[Stored items from a collection]
mod common;

use std::sync::Arc;

use futures_util::StreamExt;
use pipex::prelude::*;

use common::{MockTransport, ScriptedOutcome};

fn pipeline_over(transport: Arc<MockTransport>) -> Pipeline {
    Pipeline::builder()
        .client_name("pipex-tests")
        .transport(transport)
        .retry(RetryPolicy::disabled())
        .api_version("2023-06-01")
        .build()
        .expect("default chain builds")
}

fn widgets_pager(pipeline: Pipeline) -> Pager<String> {
    Pager::new(
        pipeline,
        Context::new(),
        Request::get("https://api.example.com/v1/widgets?api-version=2023-06-01"),
        json_page_extractor::<String>("value", "nextLink"),
    )
}

#[tokio::test]
async fn pager_walks_every_continuation_and_yields_items_in_order() {
    let transport = MockTransport::script([
        ScriptedOutcome::response(200).body(
            &br#"{"value":["a","b"],"nextLink":"https://api.example.com/v1/widgets?skip=2&api-version=2020-01-01"}"#[..],
        ),
        ScriptedOutcome::response(200).body(
            &br#"{"value":[],"nextLink":"https://api.example.com/v1/widgets?skip=2&marker=m2&api-version=2020-01-01"}"#[..],
        ),
        ScriptedOutcome::response(200).body(&br#"{"value":["c"]}"#[..]),
    ]);
    let mut pager = widgets_pager(pipeline_over(Arc::clone(&transport)));

    let mut items = Vec::new();
    while let Some(item) = pager.next().await {
        items.push(item.expect("page fetches succeed"));
    }
    assert_eq!(items, vec!["a".to_owned(), "b".to_owned(), "c".to_owned()]);

    // Forward-only and non-restartable: the sequence stays exhausted.
    assert!(pager.next().await.is_none());
    assert!(pager.next_page().await.is_none());

    let requests = transport.requests();
    assert_eq!(requests.len(), 3, "the empty page must not terminate the walk");
    assert_eq!(
        requests[1].url,
        "https://api.example.com/v1/widgets?skip=2&api-version=2023-06-01",
        "continuation keeps its parameters but the api-version is overwritten"
    );
    assert_eq!(
        requests[2].url,
        "https://api.example.com/v1/widgets?skip=2&marker=m2&api-version=2023-06-01"
    );
}

#[tokio::test]
async fn pager_without_configured_api_version_follows_links_verbatim() {
    let transport = MockTransport::script([
        ScriptedOutcome::response(200).body(
            &br#"{"value":["a"],"nextLink":"https://api.example.com/v1/widgets?skip=1&api-version=2020-01-01"}"#[..],
        ),
        ScriptedOutcome::response(200).body(&br#"{"value":[]}"#[..]),
    ]);
    let pipeline = Pipeline::builder()
        .transport(Arc::clone(&transport) as Arc<dyn Transport>)
        .retry(RetryPolicy::disabled())
        .build()
        .expect("default chain builds");
    let mut pager = Pager::new(
        pipeline,
        Context::new(),
        Request::get("https://api.example.com/v1/widgets"),
        json_page_extractor::<String>("value", "nextLink"),
    );

    while let Some(item) = pager.next().await {
        item.expect("page fetches succeed");
    }
    let requests = transport.requests();
    assert_eq!(
        requests[1].url,
        "https://api.example.com/v1/widgets?skip=1&api-version=2020-01-01"
    );
}

#[tokio::test]
async fn next_page_exposes_page_boundaries() {
    let transport = MockTransport::script([
        ScriptedOutcome::response(200).body(
            &br#"{"value":["a","b"],"nextLink":"https://api.example.com/v1/widgets?skip=2"}"#[..],
        ),
        ScriptedOutcome::response(200).body(&br#"{"value":["c"]}"#[..]),
    ]);
    let mut pager = widgets_pager(pipeline_over(Arc::clone(&transport)));

    let first = pager
        .next_page()
        .await
        .expect("first page exists")
        .expect("first page fetches");
    assert_eq!(first.items, vec!["a".to_owned(), "b".to_owned()]);
    assert!(first.continuation.is_some());

    let second = pager
        .next_page()
        .await
        .expect("second page exists")
        .expect("second page fetches");
    assert_eq!(second.items, vec!["c".to_owned()]);
    assert!(second.continuation.is_none());

    assert!(pager.next_page().await.is_none());
}

#[tokio::test]
async fn pager_stream_adapter_yields_the_same_sequence() {
    let transport = MockTransport::script([
        ScriptedOutcome::response(200).body(
            &br#"{"value":["a","b"],"nextLink":"https://api.example.com/v1/widgets?skip=2"}"#[..],
        ),
        ScriptedOutcome::response(200).body(&br#"{"value":["c"]}"#[..]),
    ]);
    let pager = widgets_pager(pipeline_over(Arc::clone(&transport)));

    let items: Vec<String> = pager
        .into_stream()
        .map(|item| item.expect("page fetches succeed"))
        .collect()
        .await;
    assert_eq!(items, vec!["a".to_owned(), "b".to_owned(), "c".to_owned()]);
}

#[tokio::test]
async fn page_fetch_errors_surface_with_full_response_context() {
    let transport = MockTransport::script([
        ScriptedOutcome::response(200).body(
            &br#"{"value":["a"],"nextLink":"https://api.example.com/v1/widgets?skip=1"}"#[..],
        ),
        ScriptedOutcome::response(409).body(&b"listing conflict"[..]),
    ]);
    let mut pager = widgets_pager(pipeline_over(Arc::clone(&transport)));

    let first = pager.next().await.expect("first item").expect("first page fetches");
    assert_eq!(first, "a");

    let error = pager
        .next()
        .await
        .expect("second fetch is attempted")
        .expect_err("conflict surfaces as an error");
    assert_eq!(error.http_status(), Some(409));
    assert_eq!(error.http_error_kind(), Some(HttpErrorKind::Conflict));
}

_Exercise brief_
Within the entries, find all lines holding "default" and copy each one.

_Answer to the exercise_
        .expect("default chain builds")
        .expect("default chain builds");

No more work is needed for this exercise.